A few sessions ago, Dennis had posted a bunch of examples of teachers using blogs with their classes. One third-grade teacher had included some pictures in her site in really nifty ways, using a tool called PictureTrail. (You can find it by googling it. I think it's just www.picturetrail.com)
I put pictures of 20 of my students' marionette puppets (for the myths project that we're doing) on a page of my class wiki. They're in a really neat rotating picture cube! (The cube turns, and periodically features one picture in a close-up, and also automatically cycles through all 20 pictures even though there would, of course, only be room for 6 on a real photo cube.) You can see it by clicking on the title of this post. Once in a while it has trouble loading; try refreshing the page if so. Usually it works well.
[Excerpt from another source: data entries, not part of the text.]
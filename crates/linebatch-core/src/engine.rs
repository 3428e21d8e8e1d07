//! Engine: the entry point driving one run end to end.

use std::sync::Arc;

use tokio_util::sync::CancellationToken;
use tracing::{error, info, warn};

use crate::config::EngineConfig;
use crate::error::EngineError;
use crate::hooks::{Context, Hooks, TransformFn};
use crate::lifecycle::{build_client, Lifecycle};
use crate::policy::{RateLimiter, RetryPolicy};
use crate::pool::WorkerPool;
use crate::report::{ProgressFn, RunReporter, RunSummary, StatsSnapshot};
use crate::resume::ResumeTracker;
use crate::sink::ResultSink;

/// Runs a caller's [`Hooks`] over a JSON Lines input.
///
/// ```rust,ignore
/// let summary = Engine::new(config, hooks).run().await?;
/// println!("{summary}");
/// ```
pub struct Engine<S> {
    config: EngineConfig,
    hooks: Hooks<S>,
    progress: Option<ProgressFn>,
}

impl<S> Engine<S>
where
    S: Default + Send + Sync + 'static,
{
    pub fn new(config: EngineConfig, hooks: Hooks<S>) -> Self {
        Self {
            config,
            hooks,
            progress: None,
        }
    }

    /// Receive a counters snapshot after every finished record.
    pub fn on_progress<F>(mut self, progress: F) -> Self
    where
        F: Fn(&StatsSnapshot) + Send + Sync + 'static,
    {
        self.progress = Some(Arc::new(progress));
        self
    }

    /// Run until the input is exhausted.
    pub async fn run(self) -> Result<RunSummary, EngineError> {
        self.run_until_cancelled(CancellationToken::new()).await
    }

    /// Run until the input is exhausted or `cancel` fires.
    ///
    /// A cancelled run still flushes buffered results and runs shutdown, and
    /// returns `Ok` with [`RunSummary::cancelled`] set.
    pub async fn run_until_cancelled(self, cancel: CancellationToken) -> Result<RunSummary, EngineError> {
        let Self {
            config,
            hooks,
            progress,
        } = self;
        config.validate()?;
        let client = build_client(&config)?;

        let Hooks {
            startup,
            transform,
            shutdown,
        } = hooks;
        let mut lifecycle = Lifecycle::new(client, startup, shutdown);

        let ctx = match lifecycle.startup().await {
            Ok(ctx) => ctx,
            Err(e) => {
                error!(error = %e, "startup failed, no records processed");
                let empty = lifecycle.empty_context();
                lifecycle.shutdown(empty).await;
                return Err(e);
            }
        };

        let result = process(&config, transform, Arc::clone(&ctx), progress, &cancel).await;
        lifecycle.shutdown(ctx).await;
        result
    }
}

/// The processing phase: everything between startup and shutdown.
async fn process<S>(
    config: &EngineConfig,
    transform: TransformFn<S>,
    ctx: Arc<Context<S>>,
    progress: Option<ProgressFn>,
    cancel: &CancellationToken,
) -> Result<RunSummary, EngineError>
where
    S: Send + Sync + 'static,
{
    let mut tracker =
        ResumeTracker::load(&config.output_path, &config.id_key, config.rerun_key.as_deref()).await?;

    let reporter = RunReporter::new(progress);
    let sink = Arc::new(ResultSink::open(config, Arc::clone(reporter.stats())).await?);

    let pool = WorkerPool {
        input_path: config.input_path.clone(),
        capacity: config.max_concurrency,
        grace: config.shutdown_grace(),
        limiter: Arc::new(RateLimiter::new(config.rate_limiter_config())),
        retry: Arc::new(RetryPolicy::new(config.retry_config())),
        transform,
        ctx,
        sink: Arc::clone(&sink),
        stats: Arc::clone(reporter.stats()),
        progress: reporter.progress(),
    };
    let exit = pool.run(&mut tracker, cancel).await;
    let flushed = sink.finish().await;

    let (cancelled, aborted) = match &exit {
        Ok(e) => (e.cancelled, e.aborted as u64),
        Err(_) => (false, 0),
    };
    let summary = reporter.finish(cancelled, aborted);
    summary.log();

    let exit = exit?;
    if let Err(e) = flushed {
        error!(error = %e, "final flush failed");
        return Err(e);
    }
    if exit.cancelled {
        warn!(aborted = exit.aborted, "run cancelled, unfinished records will be retried next run");
    } else {
        info!("input exhausted");
    }
    Ok(summary)
}

#[cfg(test)]
mod tests {
    use super::*;
    use crate::record::Disposition;

    #[tokio::test]
    async fn invalid_config_fails_before_startup() {
        let started = Arc::new(std::sync::atomic::AtomicBool::new(false));
        let flag = Arc::clone(&started);
        let hooks = Hooks::<()>::new(|r, _ctx| async move { Ok(Disposition::Emit(r)) }).on_startup(move || async move {
            flag.store(true, std::sync::atomic::Ordering::SeqCst);
            Ok(())
        });
        let config = EngineConfig {
            max_concurrency: 0,
            ..Default::default()
        };
        let err = Engine::new(config, hooks).run().await.unwrap_err();
        assert!(matches!(err, EngineError::Config(_)));
        assert!(!started.load(std::sync::atomic::Ordering::SeqCst));
    }
}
One potential dificulty: In 31 days, my account will automatically downgrade to a more basic level unless I pay for it. This might not be a problem, or it might be -- I haven't found a list of which features will disappear when the account downgrades, so I don't know whether my picture cube will vanish at that point, or not! (Interesting business model. There's a little bit of a "bait and switch" feel to this ploy, which I don't really appreciate. On the other hand, the things the site lets you do to display and share pictures really are very cool. I might even consider paying for it -- which is exactly how they want their bait and switch tactic to work, of course! I still wish that they had an clear, easy-to-find list of which features disappear when an initial free account downgrades to a "more basic" free account after a month. There might still be some very nice options available, for free -- I don't know.)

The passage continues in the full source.